Sure they do, and if those people choose to accept, say, biological evolution because they believe that's God's plan, more power to them. In that case, at least they're thinking scientifically.
However, there are certainly going to be people who absolutely reject all of the scientific evidence for evolution, yet will happily lap up the "science" in this nonsensical documentary because it bolsters what they want to believe. That's being hypocritical. Either accept science, or reject it. Don't cherry pick.
More to the point, trying to justify the plagues of Egypt through naturalistic explanations is downright un-Scriptural.
The Bible clearly describes the plagues as the revenge of God. To portray them as the result of simple natural disasters flatly denies the clear word of Scripture.
Where does it say that the filmmaker is devout?

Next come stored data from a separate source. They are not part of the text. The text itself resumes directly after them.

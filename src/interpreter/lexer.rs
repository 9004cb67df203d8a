use std::rc::Rc;

use logos::Logos;

use crate::error::{CompileError, Location};

/// Represents a lexical token in Night source code.
///
/// A token is the smallest meaningful unit of text produced by the lexer.
/// Keywords win over identifiers, and two-character operators win over
/// their one-character prefixes.
#[derive(Logos, Debug, PartialEq, Clone)]
#[logos(extras = LexerExtras)]
pub enum Token {
    /// Decimal literal with a fractional part, such as `2.5`.
    #[regex(r"[0-9]+\.[0-9]+", parse_float)]
    Float(f32),
    /// Integer literal, such as `42`.
    #[regex(r"[0-9]+", parse_int)]
    Int(i64),
    /// `true` or `false`.
    #[token("true", parse_bool)]
    #[token("false", parse_bool)]
    Bool(bool),
    /// Double-quoted string literal. Escape pairs are resolved here, and
    /// the literal may span several lines.
    #[regex(r#""([^"\\]|\\.)*""#, parse_string)]
    Str(String),
    /// `let`
    #[token("let")]
    Let,
    /// `if`
    #[token("if")]
    If,
    /// `elif`
    #[token("elif")]
    Elif,
    /// `else`
    #[token("else")]
    Else,
    /// `loop`
    #[token("loop")]
    Loop,
    /// `fn`
    #[token("fn")]
    Fn,
    /// `return`
    #[token("return")]
    Return,
    /// The type keyword `bool`.
    #[token("bool")]
    BoolType,
    /// The type keyword `int`.
    #[token("int")]
    IntType,
    /// The type keyword `float`.
    #[token("float")]
    FloatType,
    /// The type keyword `str`.
    #[token("str")]
    StrType,
    /// Identifier tokens; variable or function names such as `x` or `fact`.
    #[regex(r"[A-Za-z_]+", |lex| lex.slice().to_string())]
    Identifier(String),
    /// `# Comments.`
    #[regex(r"#[^\n\r]*", logos::skip, allow_greedy = true)]
    Comment,
    /// `..`
    #[token("..")]
    DotDot,
    /// `.`
    #[token(".")]
    Dot,
    /// `==`
    #[token("==")]
    EqualEqual,
    /// `!=`
    #[token("!=")]
    BangEqual,
    /// `<=`
    #[token("<=")]
    LessEqual,
    /// `>=`
    #[token(">=")]
    GreaterEqual,
    /// `<`
    #[token("<")]
    Less,
    /// `>`
    #[token(">")]
    Greater,
    /// `&&`
    #[token("&&")]
    AmpAmp,
    /// `||`
    #[token("||")]
    PipePipe,
    /// `!`
    #[token("!")]
    Bang,
    /// `+=`
    #[token("+=")]
    PlusAssign,
    /// `-=`
    #[token("-=")]
    MinusAssign,
    /// `*=`
    #[token("*=")]
    MulAssign,
    /// `/=`
    #[token("/=")]
    DivAssign,
    /// `%=`
    #[token("%=")]
    ModAssign,
    /// `+`
    #[token("+")]
    Plus,
    /// `-`
    #[token("-")]
    Minus,
    /// `*`
    #[token("*")]
    Star,
    /// `/`
    #[token("/")]
    Slash,
    /// `%`
    #[token("%")]
    Percent,
    /// `=`
    #[token("=")]
    Equals,
    /// `(`
    #[token("(")]
    LParen,
    /// `)`
    #[token(")")]
    RParen,
    /// `[`
    #[token("[")]
    LBracket,
    /// `]`
    #[token("]")]
    RBracket,
    /// `{`
    #[token("{")]
    LBrace,
    /// `}`
    #[token("}")]
    RBrace,
    /// `:`
    #[token(":")]
    Colon,
    /// `,`
    #[token(",")]
    Comma,
    /// `;`
    #[token(";")]
    Semicolon,
    /// End of a source line. Kept as a token because simple statements may
    /// end at a newline.
    #[token("\n", |lex| {
        lex.extras.line += 1;
        lex.extras.line_start = lex.span().end;
    })]
    NewLine,
    /// Spaces, tabs and feeds.
    #[regex(r"[ \t\r\f]+", logos::skip)]
    Ignored,
    /// End of file. `scan` appends one to every stream so the parser always
    /// has a located token to report errors against.
    #[token("\0")]
    Eof,
}

/// Additional state carried by the lexer during tokenization.
///
/// Tracks the current line number and the byte offset of the current line's
/// first character, so every token can be given a line and column.
#[derive(Default)]
pub struct LexerExtras {
    /// The current line number in the source being tokenized.
    pub line:       usize,
    /// Byte offset at which the current line starts.
    pub line_start: usize,
}

impl std::fmt::Display for Token {
    fn fmt(&self, f: &mut std::fmt::Formatter<'_>) -> std::fmt::Result {
        match self {
            Self::Float(v) => write!(f, "'{v}'"),
            Self::Int(v) => write!(f, "'{v}'"),
            Self::Bool(v) => write!(f, "'{v}'"),
            Self::Str(s) => write!(f, "string \"{s}\""),
            Self::Identifier(name) => write!(f, "'{name}'"),
            Self::NewLine => write!(f, "end of line"),
            Self::Eof => write!(f, "end of file"),
            other => {
                let text = match other {
                    Self::Let => "let",
                    Self::If => "if",
                    Self::Elif => "elif",
                    Self::Else => "else",
                    Self::Loop => "loop",
                    Self::Fn => "fn",
                    Self::Return => "return",
                    Self::BoolType => "bool",
                    Self::IntType => "int",
                    Self::FloatType => "float",
                    Self::StrType => "str",
                    Self::DotDot => "..",
                    Self::Dot => ".",
                    Self::EqualEqual => "==",
                    Self::BangEqual => "!=",
                    Self::LessEqual => "<=",
                    Self::GreaterEqual => ">=",
                    Self::Less => "<",
                    Self::Greater => ">",
                    Self::AmpAmp => "&&",
                    Self::PipePipe => "||",
                    Self::Bang => "!",
                    Self::PlusAssign => "+=",
                    Self::MinusAssign => "-=",
                    Self::MulAssign => "*=",
                    Self::DivAssign => "/=",
                    Self::ModAssign => "%=",
                    Self::Plus => "+",
                    Self::Minus => "-",
                    Self::Star => "*",
                    Self::Slash => "/",
                    Self::Percent => "%",
                    Self::Equals => "=",
                    Self::LParen => "(",
                    Self::RParen => ")",
                    Self::LBracket => "[",
                    Self::RBracket => "]",
                    Self::LBrace => "{",
                    Self::RBrace => "}",
                    Self::Colon => ":",
                    Self::Comma => ",",
                    Self::Semicolon => ";",
                    _ => "?",
                };
                write!(f, "'{text}'")
            },
        }
    }
}

/// Tokenizes a whole source file.
///
/// Produces the full token stream up front, pairing every token with the
/// [`Location`] it starts at. Newlines are kept as tokens (statements may
/// end at one); whitespace and comments are dropped.
///
/// # Errors
/// Returns a [`CompileError`] for an unterminated string literal or for a
/// character that starts no token. A stray single quote gets a hint to use
/// double quotes.
pub fn scan(source: &str, file: &str) -> Result<Vec<(Token, Location)>, CompileError> {
    let file: Rc<str> = Rc::from(file);
    let mut lexer = Token::lexer_with_extras(source, LexerExtras { line:       1,
                                                                   line_start: 0, });
    let mut tokens = Vec::new();

    loop {
        let line = lexer.extras.line;
        let line_start = lexer.extras.line_start;

        let Some(result) = lexer.next() else { break };

        let span = lexer.span();
        let column = span.start.saturating_sub(line_start) + 1;
        let loc = Location::new(Rc::clone(&file), line, column);

        match result {
            Ok(token) => tokens.push((token, loc)),
            Err(()) => {
                let slice = lexer.slice();
                return Err(if slice.starts_with('"') {
                    CompileError::UnterminatedString { loc }
                } else {
                    CompileError::UnknownSymbol { symbol: slice.to_string(),
                                                  loc }
                });
            },
        }
    }

    let line = lexer.extras.line;
    let column = source.len().saturating_sub(lexer.extras.line_start) + 1;
    tokens.push((Token::Eof, Location::new(file, line, column)));

    Ok(tokens)
}

/// Parses a floating-point literal from the current token slice.
fn parse_float(lex: &logos::Lexer<Token>) -> Option<f32> {
    lex.slice().parse().ok()
}

/// Parses an integer literal from the current token slice.
fn parse_int(lex: &logos::Lexer<Token>) -> Option<i64> {
    lex.slice().parse().ok()
}

/// Parses a boolean literal from the current token slice.
fn parse_bool(lex: &logos::Lexer<Token>) -> Option<bool> {
    match lex.slice() {
        "true" => Some(true),
        "false" => Some(false),
        _ => None,
    }
}

/// Resolves a string literal: strips the quotes, replaces escape pairs, and
/// accounts for any newlines the literal spans.
fn parse_string(lex: &mut logos::Lexer<Token>) -> String {
    let slice = lex.slice();
    let span_start = lex.span().start;

    for (offset, byte) in slice.bytes().enumerate() {
        if byte == b'\n' {
            lex.extras.line += 1;
            lex.extras.line_start = span_start + offset + 1;
        }
    }

    let inner = &slice[1..slice.len() - 1];
    let mut resolved = String::with_capacity(inner.len());
    let mut chars = inner.chars();

    while let Some(c) = chars.next() {
        if c == '\\'
           && let Some(escaped) = chars.next()
        {
            resolved.push(escape_char(escaped));
        } else {
            resolved.push(c);
        }
    }

    resolved
}

/// Maps an escape pair's second character to the character it stands for.
/// Unrecognized escapes pass through unchanged.
const fn escape_char(c: char) -> char {
    match c {
        'a' => '\x07',
        'b' => '\x08',
        'f' => '\x0C',
        'n' => '\n',
        'r' => '\r',
        't' => '\t',
        'v' => '\x0B',
        other => other,
    }
}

He's just trying to find evidence for what a dubious semihistorical legend. Finding the grain of truth behind ancient myths and legends is a time-honored tradition for pseudohistorical documentaries. Not unlike the old In Search Of episodes. Looking for Atlantis, correlating lights in the sky in old Chinese writings with astronomical phenomena, the Cocaine Mummies, all that good stuff.
I applaud the attempt to undermine the belief in the supernatural, even if they are giving credence to possibly entirely made-up stories.
Hey, CC - how did you get an advance copy of the documentary?
Dave : The filmmaker is a practising Orthodox Jew who has founded his own synagogue.
Deanna : Here is what is mystifying to atheists -
Miracles are incidents of God's intervention into natural history and human affairs.
If you succeed in finding natural explanations for miracles, then they are no longer miracles.
If there are no miracles, then there is neither evidence of nor reason for the existence of God. So the quest to legitimize religion through science is self-defeating.